La sua "colpa" era quella di avere una passione per il ballo e per il team di cheerleader del quale faceva parte e con cui si allenava costantemente. Ronin Shimizu, a soli 12 anni, perseguitato dai bulli della sua scuola ha deciso di farla finita, togliendosi la vita. È successo in California, alla Folsom Middle School, ed ora i genitori e i suoi amici piangono il povero Ronin, discriminato e perseguitato solo perché aveva trovato la sua felicità nell'essere un cheerleader.

I genitori più volte si erano lamentati con la scuola

Distrutti dal dolore per la perdita del figlio, i genitori di Ronin non ci stanno e denunciano che più volte avevano segnalato alla scuola californiana i casi di discriminazione e bullismo che il ragazzino era costretto a subire quotidianamente.
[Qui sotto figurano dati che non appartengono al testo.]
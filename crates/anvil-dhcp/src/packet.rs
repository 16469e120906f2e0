//! DHCP packet parsing and reply construction.
//!
//! Parsing pulls out the handful of fields the dispatcher decides on;
//! reply construction goes through [`ReplyBuilder`], which honors the
//! client's parameter request list and staples the PXE options onto
//! replies for PXE-capable clients.

use crate::config::DhcpConfig;
use crate::error::{DhcpError, Result};
use anvil_registry::MacAddr;
use dhcproto::v4::{DhcpOption, Message, MessageType, Opcode, OptionCode};
use dhcproto::{Decodable, Encodable};
use std::net::Ipv4Addr;

/// Longest boot message embedded in the PXE vendor options; the menu and
/// prompt sub-options carry single length bytes.
const MAX_BOOT_MESSAGE: usize = 128;

/// Parsed inbound packet with the fields the dispatcher needs.
#[derive(Debug, Clone)]
pub struct BootRequest {
    /// The full decoded message.
    pub message: Message,

    pub message_type: MessageType,

    /// Client hardware address from `chaddr`.
    pub mac: MacAddr,

    /// Requested address (option 50).
    pub requested_ip: Option<Ipv4Addr>,

    /// Server identifier (option 54), when the client names a server.
    pub server_identifier: Option<Ipv4Addr>,

    /// Parameter request list (option 55).
    pub param_request_list: Option<Vec<OptionCode>>,

    /// Raw machine-identifier payload (option 97), type byte included.
    /// Present iff the client is PXE-capable.
    pub pxe_guid: Option<Vec<u8>>,

    pub ciaddr: Ipv4Addr,
    pub xid: u32,
}

impl BootRequest {
    pub fn parse(data: &[u8]) -> Result<Self> {
        let message =
            Message::from_bytes(data).map_err(|e| DhcpError::ParseError(e.to_string()))?;

        let message_type = message
            .opts()
            .get(OptionCode::MessageType)
            .and_then(|opt| match opt {
                DhcpOption::MessageType(mt) => Some(*mt),
                _ => None,
            })
            .ok_or_else(|| DhcpError::ParseError("missing message type".to_string()))?;

        let mac = MacAddr::from_chaddr(message.chaddr())
            .ok_or_else(|| DhcpError::ParseError("short chaddr".to_string()))?;

        let requested_ip = message
            .opts()
            .get(OptionCode::RequestedIpAddress)
            .and_then(|opt| match opt {
                DhcpOption::RequestedIpAddress(ip) => Some(*ip),
                _ => None,
            });

        let server_identifier = message
            .opts()
            .get(OptionCode::ServerIdentifier)
            .and_then(|opt| match opt {
                DhcpOption::ServerIdentifier(ip) => Some(*ip),
                _ => None,
            });

        let param_request_list = message
            .opts()
            .get(OptionCode::ParameterRequestList)
            .and_then(|opt| match opt {
                DhcpOption::ParameterRequestList(codes) => Some(codes.clone()),
                _ => None,
            });

        let pxe_guid = message
            .opts()
            .get(OptionCode::ClientMachineIdentifier)
            .and_then(|opt| match opt {
                DhcpOption::ClientMachineIdentifier(bytes) => Some(bytes.clone()),
                _ => None,
            });

        Ok(Self {
            message_type,
            mac,
            requested_ip,
            server_identifier,
            param_request_list,
            pxe_guid,
            ciaddr: message.ciaddr(),
            xid: message.xid(),
            message,
        })
    }

    /// PXE clients announce themselves with a machine-identifier GUID.
    pub fn is_pxe(&self) -> bool {
        self.pxe_guid.is_some()
    }

    /// The address a request is asking for: option 50, falling back to
    /// `ciaddr`. None when both are absent or zero.
    pub fn requested_address(&self) -> Option<Ipv4Addr> {
        let ip = self.requested_ip.unwrap_or(self.ciaddr);
        (ip != Ipv4Addr::UNSPECIFIED).then_some(ip)
    }
}

/// Builder for outbound replies.
///
/// Network options respect the client's parameter request list;
/// protocol-mandatory options are always present.
pub struct ReplyBuilder<'a> {
    request: &'a BootRequest,
    message_type: MessageType,
    server_ip: Ipv4Addr,
    yiaddr: Option<Ipv4Addr>,
    lease_secs: Option<u32>,
    subnet_mask: Option<Ipv4Addr>,
    router: Option<Ipv4Addr>,
    dns_servers: Vec<Ipv4Addr>,
    hostname: Option<String>,
    pxe: Option<PxeReply>,
}

struct PxeReply {
    guid: Vec<u8>,
    vendor: Vec<u8>,
}

impl<'a> ReplyBuilder<'a> {
    pub fn new(request: &'a BootRequest, message_type: MessageType, server_ip: Ipv4Addr) -> Self {
        Self {
            request,
            message_type,
            server_ip,
            yiaddr: None,
            lease_secs: None,
            subnet_mask: None,
            router: None,
            dns_servers: Vec::new(),
            hostname: None,
            pxe: None,
        }
    }

    /// The address offered or acknowledged to the client.
    pub fn with_yiaddr(mut self, ip: Ipv4Addr) -> Self {
        self.yiaddr = Some(ip);
        self
    }

    pub fn with_lease(mut self, seconds: u32) -> Self {
        self.lease_secs = Some(seconds);
        self
    }

    /// Subnet mask, router, and DNS from the service configuration.
    pub fn with_network(mut self, config: &DhcpConfig) -> Self {
        self.subnet_mask = Some(config.subnet_mask);
        self.router = config.router;
        self.dns_servers = config.dns_servers.clone();
        self
    }

    pub fn with_hostname(mut self, hostname: impl Into<String>) -> Self {
        self.hostname = Some(hostname.into());
        self
    }

    /// Staple the PXE options onto the reply: vendor class, the client's
    /// GUID echoed back minus its type byte, and the vendor-options blob.
    pub fn with_pxe(mut self, guid: &[u8], boot_message: &str) -> Self {
        self.pxe = Some(PxeReply {
            guid: guid.get(1..).unwrap_or_default().to_vec(),
            vendor: pxe_vendor_options(self.server_ip, boot_message),
        });
        self
    }

    pub fn build(self) -> Message {
        let ReplyBuilder {
            request,
            message_type,
            server_ip,
            yiaddr,
            lease_secs,
            subnet_mask,
            router,
            dns_servers,
            hostname,
            pxe,
        } = self;

        // No parameter request list means the client takes everything.
        let wants = |code: OptionCode| match &request.param_request_list {
            Some(list) => list.contains(&code),
            None => true,
        };

        let mut reply = Message::default();
        reply
            .set_opcode(Opcode::BootReply)
            .set_xid(request.xid)
            .set_flags(request.message.flags())
            .set_chaddr(request.message.chaddr())
            .set_siaddr(server_ip);
        if let Some(ip) = yiaddr {
            reply.set_yiaddr(ip);
        }

        let opts = reply.opts_mut();
        opts.insert(DhcpOption::MessageType(message_type));
        opts.insert(DhcpOption::ServerIdentifier(server_ip));
        if let Some(seconds) = lease_secs {
            opts.insert(DhcpOption::AddressLeaseTime(seconds));
        }
        if let (Some(mask), true) = (subnet_mask, wants(OptionCode::SubnetMask)) {
            opts.insert(DhcpOption::SubnetMask(mask));
        }
        if let (Some(router), true) = (router, wants(OptionCode::Router)) {
            opts.insert(DhcpOption::Router(vec![router]));
        }
        if !dns_servers.is_empty() && wants(OptionCode::DomainNameServer) {
            opts.insert(DhcpOption::DomainNameServer(dns_servers));
        }
        if let Some(hostname) = hostname {
            opts.insert(DhcpOption::Hostname(hostname));
        }
        if let Some(PxeReply { guid, vendor }) = pxe {
            opts.insert(DhcpOption::ClassIdentifier(b"PXEClient".to_vec()));
            opts.insert(DhcpOption::ClientMachineIdentifier(guid));
            opts.insert(DhcpOption::VendorExtensions(vendor));
        }

        reply
    }

    pub fn build_bytes(self) -> Result<Vec<u8>> {
        self.build()
            .to_vec()
            .map_err(|e| DhcpError::EncodeError(e.to_string()))
    }
}

/// PXE vendor-options payload (option 43).
///
/// Layout, in order: discovery control disabling broadcast and multicast
/// boot-server discovery; one boot-server entry of type 0x8000 at our
/// address; a single-entry boot menu referencing it; a menu prompt with a
/// two-second timeout; the end marker. The menu and prompt labels carry
/// the boot message, and the length bytes cover it.
pub fn pxe_vendor_options(server_ip: Ipv4Addr, boot_message: &str) -> Vec<u8> {
    let msg = boot_message.as_bytes();
    let msg = &msg[..msg.len().min(MAX_BOOT_MESSAGE)];

    let mut blob = Vec::with_capacity(24 + 2 * msg.len());
    // Discovery Control.
    blob.extend_from_slice(&[6, 1, 3]);
    // Boot server list.
    blob.extend_from_slice(&[8, 7, 0x80, 0x00, 1]);
    blob.extend_from_slice(&server_ip.octets());
    // Boot menu.
    blob.push(9);
    blob.push((3 + msg.len()) as u8);
    blob.extend_from_slice(&[0x80, 0x00, 9]);
    blob.extend_from_slice(msg);
    // Menu prompt, two-second timeout.
    blob.push(10);
    blob.push((1 + msg.len()) as u8);
    blob.push(2);
    blob.extend_from_slice(msg);
    blob.push(255);
    blob
}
Nonostante le continue lamentele ai funzionari scolastici, le persecuzioni sono continuate, fino a quando il dodicenne non ha deciso di uscirne nel più tragico dei modi: suicidandosi. I ragazzi ignoranti della Folsom Middel School, secondo le testimonianze di alcuni studenti, additavano Ronin perché adorava essere un cheerleader ed era l'unico maschio tra un nutrito gruppo di ragazze. Siccome quella del cheerleader è considerata un'attività prettamente femminile, il ragazzino californiano veniva chiamato gay in senso dispregiativo.

Una doppia offesa, dunque: sia al piccolo Shimizu, discriminato perché aveva una passione per il ballo, sia al mondo omosessuale definito da questi bulli con termini dispregiativi.
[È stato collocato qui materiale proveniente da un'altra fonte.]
impl DhcpService {
    pub fn new(config: DhcpConfig, allocator: Arc<LeaseAllocator>) -> Self {
        Self::with_rng(config, allocator, StdRng::from_entropy())
    }

    /// Service with a caller-supplied RNG, for deterministic lease times.
    pub fn with_rng(config: DhcpConfig, allocator: Arc<LeaseAllocator>, rng: StdRng) -> Self {
        Self {
            config,
            allocator,
            lease_rng: Mutex::new(rng),
        }
    }

    /// Run the listener until shutdown. A socket that cannot be set up is
    /// fatal; the caller decides the exit code.
    pub async fn run(&self, mut shutdown: watch::Receiver<bool>) -> Result<()> {
        let socket = self.create_socket()?;
        info!(
            port = DHCP_SERVER_PORT,
            interface = self.config.interface.as_deref().unwrap_or("*"),
            server_ip = %self.config.server_ip,
            "DHCP service listening"
        );

        let mut buf = [0u8; 1500];
        loop {
            tokio::select! {
                result = socket.recv_from(&mut buf) => {
                    match result {
                        Ok((len, _src)) => {
                            if let Some((payload, dest)) = self.handle_packet(&buf[..len]).await {
                                if let Err(err) = socket.send_to(&payload, dest).await {
                                    error!(error = %err, dest = %dest, "failed to send reply");
                                }
                            }
                        }
                        Err(err) => {
                            error!(error = %err, "error receiving packet");
                        }
                    }
                }
                _ = shutdown.changed() => {
                    if *shutdown.borrow() {
                        info!("DHCP service shutting down");
                        return Ok(());
                    }
                }
            }
        }
    }

    /// Set up the UDP socket: address reuse and broadcast before bind,
    /// optional interface binding, then hand over to tokio.
    fn create_socket(&self) -> Result<UdpSocket> {
        let bind_addr = SocketAddrV4::new(Ipv4Addr::UNSPECIFIED, DHCP_SERVER_PORT);
        let bind_failed = |source| DhcpError::BindFailed {
            addr: bind_addr.into(),
            source,
        };

        let socket = socket2::Socket::new(
            socket2::Domain::IPV4,
            socket2::Type::DGRAM,
            Some(socket2::Protocol::UDP),
        )
        .map_err(bind_failed)?;

        socket.set_reuse_address(true).ok();
        socket.set_broadcast(true).ok();

        if let Some(interface) = &self.config.interface {
            bind_to_device(&socket, interface)?;
        }

        socket.bind(&bind_addr.into()).map_err(bind_failed)?;
        socket.set_nonblocking(true).map_err(bind_failed)?;

        let std_socket: std::net::UdpSocket = socket.into();
        UdpSocket::from_std(std_socket).map_err(bind_failed)
    }

    /// Handle one datagram: the encoded reply and where to send it, if a
    /// reply is due at all.
    pub async fn handle_packet(&self, data: &[u8]) -> Option<(Vec<u8>, SocketAddr)> {
        let request = match BootRequest::parse(data) {
            Ok(request) => request,
            Err(err) => {
                debug!(error = %err, "ignoring unparseable packet");
                return None;
            }
        };

        let reply = self.handle_message(&request).await?;
        match reply.to_vec() {
            Ok(payload) => Some((payload, reply_destination(&request))),
            Err(err) => {
                error!(error = %err, "failed to encode reply");
                None
            }
        }
    }

    /// Decide the reply for one message. All state lives in the registry.
    pub async fn handle_message(&self, request: &BootRequest) -> Option<Message> {
        match request.message_type {
            MessageType::Discover => self.handle_discover(request).await,
            MessageType::Request => self.handle_request(request).await,
            MessageType::Release => {
                if let Err(err) = self.allocator.release(request.mac).await {
                    debug!(mac = %request.mac, error = %err, "release bookkeeping failed");
                }
                None
            }
            MessageType::Decline => {
                let declined = request.requested_address();
                if let Err(err) = self.allocator.decline(request.mac, declined).await {
                    debug!(mac = %request.mac, error = %err, "decline bookkeeping failed");
                }
                None
            }
            _ => None,
        }
    }

    async fn handle_discover(&self, request: &BootRequest) -> Option<Message> {
        let ip = match self.allocator.assign(request.mac).await {
            Ok(ip) => ip,
            Err(LeaseError::PoolFull) => {
                debug!(mac = %request.mac, "no address to offer");
                return None;
            }
            Err(err) => {
                warn!(mac = %request.mac, error = %err, "discover dropped");
                return None;
            }
        };

        info!(mac = %request.mac, ip = %ip, pxe = request.is_pxe(), "offer");
        Some(self.positive_reply(request, MessageType::Offer, ip))
    }

    async fn handle_request(&self, request: &BootRequest) -> Option<Message> {
        // Another server's transaction; stay silent.
        if let Some(server) = request.server_identifier {
            if server != self.config.server_ip {
                return None;
            }
        }

        let Some(requested) = request.requested_address() else {
            debug!(mac = %request.mac, "request without a usable address");
            return None;
        };

        match self.allocator.request(request.mac, requested).await {
            Ok(ip) => {
                info!(mac = %request.mac, ip = %ip, pxe = request.is_pxe(), "ack");
                Some(self.positive_reply(request, MessageType::Ack, ip))
            }
            Err(LeaseError::Conflict { .. }) => {
                info!(mac = %request.mac, ip = %requested, "nak");
                Some(ReplyBuilder::new(request, MessageType::Nak, self.config.server_ip).build())
            }
            Err(err) => {
                warn!(mac = %request.mac, error = %err, "request dropped");
                None
            }
        }
    }

    fn positive_reply(
        &self,
        request: &BootRequest,
        message_type: MessageType,
        ip: Ipv4Addr,
    ) -> Message {
        let hostname = format!("{}.{}", request.mac.node_name(), self.config.cluster_name);
        let mut builder = ReplyBuilder::new(request, message_type, self.config.server_ip)
            .with_yiaddr(ip)
            .with_lease(self.random_lease_secs())
            .with_network(&self.config)
            .with_hostname(hostname);
        if let Some(guid) = &request.pxe_guid {
            builder = builder.with_pxe(guid, &self.config.boot_message);
        }
        builder.build()
    }

    fn random_lease_secs(&self) -> u32 {
        let mut rng = self.lease_rng.lock().unwrap_or_else(|e| e.into_inner());
        rng.gen_range(MIN_LEASE_HOURS..MAX_LEASE_HOURS) * 3600
    }
}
La scuola prende le distanze dai bulli 

Non sono stati ancora diffusi i dettagli circa le modalità con cui Ronin Shimizu si è tolto la vita ad appena 12 anni. Appena la notizia è stata diffusa dalla stampa e dai media, sconcerto e dolore si sono diffusi nella città californiana di Folsom.
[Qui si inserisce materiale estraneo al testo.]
//! Lease allocation policy.
//!
//! The allocator is the only component that mutates address bindings. The
//! `assign_lock` serialises every read-then-write sequence against the
//! store, which has no transactions; `data_lock` covers pure metadata
//! refreshes. Lock order when both are needed: assign first, then data.

use crate::{Clock, LeaseError, MacAddr, Node, NodeRegistry};
use std::collections::{HashMap, HashSet};
use std::net::Ipv4Addr;
use std::sync::Arc;
use std::sync::Mutex as StdMutex;
use std::time::Duration;
use tokio::sync::Mutex;
use tracing::{info, warn};

type Result<T> = std::result::Result<T, LeaseError>;

/// How long a declined address stays out of circulation.
const DECLINE_COOLDOWN: Duration = Duration::from_secs(600);

/// The range of addresses the allocator may hand out:
/// `[start, start + range)`.
#[derive(Debug, Clone, Copy)]
pub struct LeasePool {
    start: Ipv4Addr,
    range: u32,
}

impl LeasePool {
    pub fn new(start: Ipv4Addr, range: u32) -> Self {
        Self { start, range }
    }

    pub fn start(&self) -> Ipv4Addr {
        self.start
    }

    pub fn range(&self) -> u32 {
        self.range
    }

    pub fn contains(&self, ip: Ipv4Addr) -> bool {
        let offset = u32::from(ip).wrapping_sub(u32::from(self.start));
        offset < self.range
    }

    fn iter(&self) -> impl Iterator<Item = Ipv4Addr> + '_ {
        (0..self.range).map(|i| Ipv4Addr::from(u32::from(self.start).wrapping_add(i)))
    }
}

/// Chooses an address for a MAC against the current registry snapshot and
/// serialises every binding mutation.
pub struct LeaseAllocator {
    registry: NodeRegistry,
    pool: LeasePool,
    clock: Arc<dyn Clock>,
    reclaim_after: Option<Duration>,
    assign_lock: Mutex<()>,
    data_lock: Mutex<()>,
    quarantined: StdMutex<HashMap<Ipv4Addr, i64>>,
}

impl LeaseAllocator {
    pub fn new(registry: NodeRegistry, pool: LeasePool) -> Self {
        let clock = registry.clock();
        Self {
            registry,
            pool,
            clock,
            reclaim_after: None,
            assign_lock: Mutex::new(()),
            data_lock: Mutex::new(()),
            quarantined: StdMutex::new(HashMap::new()),
        }
    }

    /// Reclaim the address of a node idle for longer than `window` once
    /// the pool is exhausted. Off by default: every discover from a new
    /// MAC then consumes a pool slot permanently.
    pub fn with_reclaim_after(mut self, window: Duration) -> Self {
        self.reclaim_after = Some(window);
        self
    }

    pub fn pool(&self) -> LeasePool {
        self.pool
    }

    pub fn registry(&self) -> &NodeRegistry {
        &self.registry
    }

    /// Answer a discover: re-offer the existing binding for a known MAC,
    /// or bind the first free address of the pool, scanning upward from
    /// the start.
    pub async fn assign(&self, mac: MacAddr) -> Result<Ipv4Addr> {
        let _assign = self.assign_lock.lock().await;

        let bindings = self.snapshot().await?;
        let mut taken = HashSet::with_capacity(bindings.len());
        for (node, ip) in &bindings {
            if node.mac() == mac {
                self.refresh_binding(node, *ip).await;
                return Ok(*ip);
            }
            taken.insert(*ip);
        }

        for candidate in self.pool.iter() {
            if taken.contains(&candidate) || self.is_quarantined(candidate) {
                continue;
            }
            self.registry.create_node(mac, candidate).await?;
            return Ok(candidate);
        }

        if let Some(freed) = self.try_reclaim(&bindings).await? {
            self.registry.create_node(mac, freed).await?;
            return Ok(freed);
        }

        warn!(mac = %mac, "lease pool exhausted");
        Err(LeaseError::PoolFull)
    }

    /// Answer a request: reaffirm the exact binding, reject a half-match,
    /// or adopt a machine unknown on both sides.
    pub async fn request(&self, mac: MacAddr, requested: Ipv4Addr) -> Result<Ipv4Addr> {
        let _assign = self.assign_lock.lock().await;

        let mut mac_known = false;
        let mut ip_known = false;
        for (node, ip) in self.snapshot().await? {
            let mac_match = node.mac() == mac;
            let ip_match = ip == requested;
            if mac_match && ip_match {
                self.refresh_binding(&node, ip).await;
                return Ok(requested);
            }
            mac_known = mac_known || mac_match;
            ip_known = ip_known || ip_match;
        }

        if mac_known || ip_known {
            return Err(LeaseError::Conflict { mac, ip: requested });
        }

        // Unknown on both sides: adopt the machine at the address it asked
        // for, even outside the pool. Compatibility behavior; see
        // DESIGN.md.
        self.registry.create_node(mac, requested).await?;
        Ok(requested)
    }

    /// A released machine keeps its binding; only the interaction
    /// timestamp is recorded.
    pub async fn release(&self, mac: MacAddr) -> Result<()> {
        let _data = self.data_lock.lock().await;
        if let Some(node) = self.registry.get_node(mac).await? {
            node.touch().await?;
        }
        Ok(())
    }

    /// A declined address goes into quarantine for a cooldown so the
    /// scanner stops offering it.
    pub async fn decline(&self, mac: MacAddr, ip: Option<Ipv4Addr>) -> Result<()> {
        if let Some(ip) = ip {
            let until = self.clock.now_nanos() + DECLINE_COOLDOWN.as_nanos() as i64;
            let mut quarantined = self.quarantined.lock().unwrap_or_else(|e| e.into_inner());
            quarantined.insert(ip, until);
            info!(mac = %mac, ip = %ip, "address quarantined after decline");
        }
        let _data = self.data_lock.lock().await;
        if let Some(node) = self.registry.get_node(mac).await? {
            node.touch().await?;
        }
        Ok(())
    }

    /// Registry view the decisions are made against: every node with its
    /// current address.
    async fn snapshot(&self) -> Result<Vec<(Node, Ipv4Addr)>> {
        let nodes = self.registry.list_nodes().await?;
        let mut bindings = Vec::with_capacity(nodes.len());
        for node in nodes {
            let ip = node.ip().await?;
            bindings.push((node, ip));
        }
        Ok(bindings)
    }

    /// Best-effort metadata refresh for an already-decided binding. A
    /// store failure here is logged and does not withdraw the address.
    async fn refresh_binding(&self, node: &Node, ip: Ipv4Addr) {
        let _data = self.data_lock.lock().await;
        if let Err(err) = node.rebind(ip).await {
            warn!(mac = %node.mac(), error = %err, "failed to refresh lease metadata");
        }
    }

    fn is_quarantined(&self, ip: Ipv4Addr) -> bool {
        let now = self.clock.now_nanos();
        let mut quarantined = self.quarantined.lock().unwrap_or_else(|e| e.into_inner());
        match quarantined.get(&ip) {
            Some(&until) if until > now => true,
            Some(_) => {
                quarantined.remove(&ip);
                false
            }
            None => false,
        }
    }

    /// With reclamation enabled and the pool exhausted, free the address
    /// of the least-recently-seen node that has been idle past the
    /// window.
    async fn try_reclaim(&self, bindings: &[(Node, Ipv4Addr)]) -> Result<Option<Ipv4Addr>> {
        let Some(window) = self.reclaim_after else {
            return Ok(None);
        };
        let now = self.clock.now_nanos();

        let mut stalest: Option<(i64, &Node, Ipv4Addr)> = None;
        for (node, ip) in bindings {
            if !self.pool.contains(*ip) {
                continue;
            }
            let last_seen = node.last_seen_nanos().await?;
            if now.saturating_sub(last_seen) < window.as_nanos() as i64 {
                continue;
            }
            if stalest.map_or(true, |(seen, _, _)| last_seen < seen) {
                stalest = Some((last_seen, node, *ip));
            }
        }

        let Some((_, node, ip)) = stalest else {
            return Ok(None);
        };
        info!(mac = %node.mac(), ip = %ip, "reclaiming idle lease");
        self.registry.delete_node(node).await?;
        Ok(Some(ip))
    }
}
Nel mirino, oltre al triste fenomeno del bullismo, è finita anche la scuola frequentata dalla vittima. Il distretto scolastico, con un comunicato ufficiale, ha subito provveduto a prendere le distanze dai bulli, affermando che l'istituto continuerà a lavorare alacremente per la sicurezza degli studenti e, soprattutto, per avere un ambiente scolastico: "privo di bullismo e molestie".